Jennifer L. Schenker of BusinessWeek flew to Greece to spend time with 250 WPP staffers busy embracing their digital futures. The reporter said Sir Martin Sorrell, while dressed casually, did not seem relaxed. I suppose it’s hard to concentrate when your stock loses 45% of its value in one year. Yet, concentrate Sorrell and his teams must.
While WPP has spent more than $1 billion in the past three years buying up digital media companies, such as New York search-engine marketing firm 24/7 Real Media, Sorrell frets it’s not enough. “We don’t believe, given the pace of activity in digital and online, that our existing businesses can move fast enough,” he says.
Yet despite Sorrell’s enthusiasm for all things digital, creating a cyber-savvy culture at WPP remains a challenge. Old habits die hard, especially when Web initiatives generally remain less lucrative than traditional advertising. “It is easier when the CEO gets that, but it doesn’t make it easy,” says tech guru and WPP nonexecutive director Esther Dyson.
No, it’s not easy, but it will get easier as digital culture becomes the culture.
There are several other interesting passages in Schenker’s story. One has WPP execs making Facebook pages (which Sorrell apparently didn’t maintain). Another peek inside the company is offered via the pitch for Johnson & Johnson.
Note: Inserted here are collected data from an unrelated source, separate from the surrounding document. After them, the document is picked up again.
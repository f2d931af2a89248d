use axum::{extract::State, Json};
use axum_extra::extract::Query;
use std::sync::Arc;
use tracing::{debug, instrument};

use crate::db::DbPool;
use crate::dto::{DailyOccupancyDto, DateRangeQueryDto, RevenueSummaryDto};
use crate::errors::ApiError;
use crate::repo;

/// Longest report range accepted, in days
const MAX_REPORT_DAYS: i64 = 366;

fn validate_range(query: &DateRangeQueryDto) -> Result<(), ApiError> {
    if query.from > query.to {
        return Err(ApiError::Validation("from must not be after to".to_string()));
    }
    let days = (query.to - query.from).num_days() + 1;
    if days > MAX_REPORT_DAYS {
        return Err(ApiError::Validation(format!(
            "Report range is limited to {} days, got {}",
            MAX_REPORT_DAYS, days
        )));
    }
    Ok(())
}

/// Handler for the per-night occupancy report
///
/// This function handles GET requests to
/// `/reports/occupancy?from=...&to=...` (both dates inclusive).
///
/// ### Returns
///
/// One entry per night with booked and available room counts as JSON
#[instrument(skip(pool), fields(from = %query.from, to = %query.to))]
pub async fn occupancy_report_handler(
    State(pool): State<Arc<DbPool>>,
    Query(query): Query<DateRangeQueryDto>,
) -> Result<Json<Vec<DailyOccupancyDto>>, ApiError> {
    debug!("Occupancy report requested");

    validate_range(&query)?;

    let report = repo::occupancy_report(&pool, query.from, query.to)
        .map_err(ApiError::Database)?;

    Ok(Json(report))
}

/// Handler for the revenue/expense summary
///
/// This function handles GET requests to
/// `/reports/revenue?from=...&to=...` (both dates inclusive).
#[instrument(skip(pool), fields(from = %query.from, to = %query.to))]
pub async fn revenue_report_handler(
    State(pool): State<Arc<DbPool>>,
    Query(query): Query<DateRangeQueryDto>,
) -> Result<Json<RevenueSummaryDto>, ApiError> {
    debug!("Revenue report requested");

    validate_range(&query)?;

    let summary = repo::revenue_report(&pool, query.from, query.to)
        .map_err(ApiError::Database)?;

    Ok(Json(summary))
}
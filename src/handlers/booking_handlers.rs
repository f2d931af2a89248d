use axum::{
    extract::{Path, State},
    Json,
};
use axum_extra::extract::Query;
use std::sync::Arc;
use tracing::{debug, info, instrument, warn};

use crate::db::DbPool;
use crate::dto::{BookingDetailDto, CreateBookingDto, StatusFilterDto};
use crate::errors::ApiError;
use crate::handlers::classify_repo_error;
use crate::models::{Booking, BookingStatus};
use crate::repo;

/// Handler for creating a booking
///
/// This function handles POST requests to `/bookings`. The request names the
/// customer and one or more room stays; all stays are reserved atomically or
/// none are.
///
/// ### Returns
///
/// The new booking with its room line items as JSON
#[instrument(skip(pool, payload), fields(customer_id = %payload.customer_id, rooms = payload.rooms.len()))]
pub async fn create_booking_handler(
    State(pool): State<Arc<DbPool>>,
    Json(payload): Json<CreateBookingDto>,
) -> Result<Json<BookingDetailDto>, ApiError> {
    debug!("Creating booking");

    if payload.rooms.is_empty() {
        return Err(ApiError::Validation(
            "A booking must include at least one room".to_string(),
        ));
    }
    for request in &payload.rooms {
        if request.check_in >= request.check_out {
            warn!("Rejected stay with check_in {} >= check_out {}", request.check_in, request.check_out);
            return Err(ApiError::Validation(
                "check_in must be before check_out".to_string(),
            ));
        }
        if let Some(rate) = request.rate_cents {
            if rate <= 0 {
                return Err(ApiError::Validation(format!(
                    "Nightly rate must be positive, got {}",
                    rate
                )));
            }
        }
    }

    let (booking, rooms) =
        repo::create_booking(&pool, &payload.customer_id, payload.notes, &payload.rooms)
            .await
            .map_err(classify_repo_error)?;

    info!("Created booking {}", booking.get_id());

    Ok(Json(BookingDetailDto { booking, rooms }))
}

/// Handler for listing bookings
///
/// This function handles GET requests to `/bookings`, with an optional
/// `?status=` filter.
#[instrument(skip(pool))]
pub async fn list_bookings_handler(
    State(pool): State<Arc<DbPool>>,
    Query(filter): Query<StatusFilterDto>,
) -> Result<Json<Vec<Booking>>, ApiError> {
    let status = match filter.status.as_deref() {
        None => None,
        Some(s) => Some(
            BookingStatus::parse(s)
                .ok_or_else(|| ApiError::Validation(format!("Unknown booking status: {}", s)))?,
        ),
    };

    let bookings = repo::list_bookings(&pool, status).map_err(ApiError::Database)?;

    Ok(Json(bookings))
}

/// Handler for retrieving a booking with its room line items
///
/// This function handles GET requests to `/bookings/{id}`.
#[instrument(skip(pool), fields(booking_id = %booking_id))]
pub async fn get_booking_handler(
    State(pool): State<Arc<DbPool>>,
    Path(booking_id): Path<String>,
) -> Result<Json<BookingDetailDto>, ApiError> {
    let booking = repo::get_booking(&pool, &booking_id)
        .map_err(ApiError::Database)?
        .ok_or(ApiError::NotFound)?;

    let rooms = repo::get_booking_rooms(&pool, &booking_id).map_err(ApiError::Database)?;

    Ok(Json(BookingDetailDto { booking, rooms }))
}

/// Handler for checking a booking in
///
/// This function handles POST requests to `/bookings/{id}/check_in`.
#[instrument(skip(pool), fields(booking_id = %booking_id))]
pub async fn check_in_handler(
    State(pool): State<Arc<DbPool>>,
    Path(booking_id): Path<String>,
) -> Result<Json<Booking>, ApiError> {
    let booking = repo::check_in_booking(&pool, &booking_id)
        .await
        .map_err(classify_repo_error)?;

    Ok(Json(booking))
}

/// Handler for cancelling a booking
///
/// This function handles POST requests to `/bookings/{id}/cancel`. Only
/// reserved bookings can be cancelled.
#[instrument(skip(pool), fields(booking_id = %booking_id))]
pub async fn cancel_booking_handler(
    State(pool): State<Arc<DbPool>>,
    Path(booking_id): Path<String>,
) -> Result<Json<Booking>, ApiError> {
    let booking = repo::cancel_booking(&pool, &booking_id)
        .await
        .map_err(classify_repo_error)?;

    Ok(Json(booking))
}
To woo the pharmaceutical giant, WPP staged a science fair-style presentation inside JWT’s New York office, where representatives from 20 WPP units sat in different booths, showing off displays such as a WPP-designed social network promoting a prescription drug and an interactive Web site to inform doctors about new treatments.
Which leads me to ask, is digital the answer to the unmet promise of integrated marketing?